A total Solovay reducibility and totalizing of the notion of speedability

Abstract: While the set of Martin-L\"of random left-c.e. reals is equal to the maximum degree of Solovay reducibility, Miyabe, Nies and Stephan(DOI:10.4115/jla.2018.10.3) have shown that the left-c.e. Schnorr random reals are not closed upwards under Solovay reducibility. Recall that for two left-c.e. reals~$\alpha$ and~$\beta$, the former is Solovay reducible to the latter in case there is a partially computable function $\varphi$ and constant~$c$ such that for all rational numbers $q < \beta$ we have [\alpha - \varphi(q) < c(\beta - q).] By requiring the translation function $\varphi$ to be total, we introduce a total version of Solovay reducibility that implies Schnorr reducibility.
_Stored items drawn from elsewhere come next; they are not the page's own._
// SPDX-License-Identifier: MIT OR Apache-2.0
// Copyright (c) 2025 rosflow contributors

//! git-backed source fetcher
//!
//! Shallow-clones a repository at a pinned ref. Fetches into disjoint
//! destinations never interfere; ordering for nested destinations is the
//! executor's concern (steps run in declaration order).

use async_trait::async_trait;
use std::path::Path;
use tokio::process::Command;

use super::SourceFetcher;
use crate::errors::RosflowError;

/// Source fetcher shelling out to git
pub struct GitFetcher;

impl GitFetcher {
    pub fn new() -> Self {
        Self
    }
}

#[async_trait]
impl SourceFetcher for GitFetcher {
    async fn fetch(
        &self,
        repo: &str,
        reference: &str,
        dest: &Path,
        submodules: bool,
    ) -> Result<(), RosflowError> {
        if let Some(parent) = dest.parent() {
            tokio::fs::create_dir_all(parent).await?;
        }

        let mut cmd = Command::new("git");
        cmd.arg("clone")
            .arg("--depth=1")
            .arg("--branch")
            .arg(reference)
            .arg(repo)
            .arg(dest);

        if submodules {
            cmd.arg("--recurse-submodules").arg("--shallow-submodules");
        }

        tracing::debug!(repo, reference, dest = %dest.display(), "fetching source");

        let output = cmd.output().await.map_err(|e| RosflowError::Fetch {
            repo: repo.to_string(),
            reference: reference.to_string(),
            message: e.to_string(),
            help: Some("Is git installed and on PATH?".to_string()),
        })?;

        if !output.status.success() {
            let stderr = String::from_utf8_lossy(&output.stderr).to_string();
            return Err(RosflowError::fetch_failed(repo, reference, stderr));
        }

        Ok(())
    }

    async fn check_available(&self) -> Result<bool, RosflowError> {
        Ok(which::which("git").is_ok())
    }
}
Accordingly, by Downey and Griffiths (DOI:10.2178/jsl/1082418542), the set of Schnorr random left-c.e. reals is closed upwards relative to total Solovay reducibility. Furthermore, we observe that the notion of speedability introduced by Merkle and Titov (DOI:10.1007/978-3-030-50026-9_22) can be equivalently characterized via partial computable translation functions in a way that resembles Solovay reducibility. By requiring the translation function to be total, we obtain the concept of total speedability. Like for speedability, this notion does not depend on the choice of the speeding constant.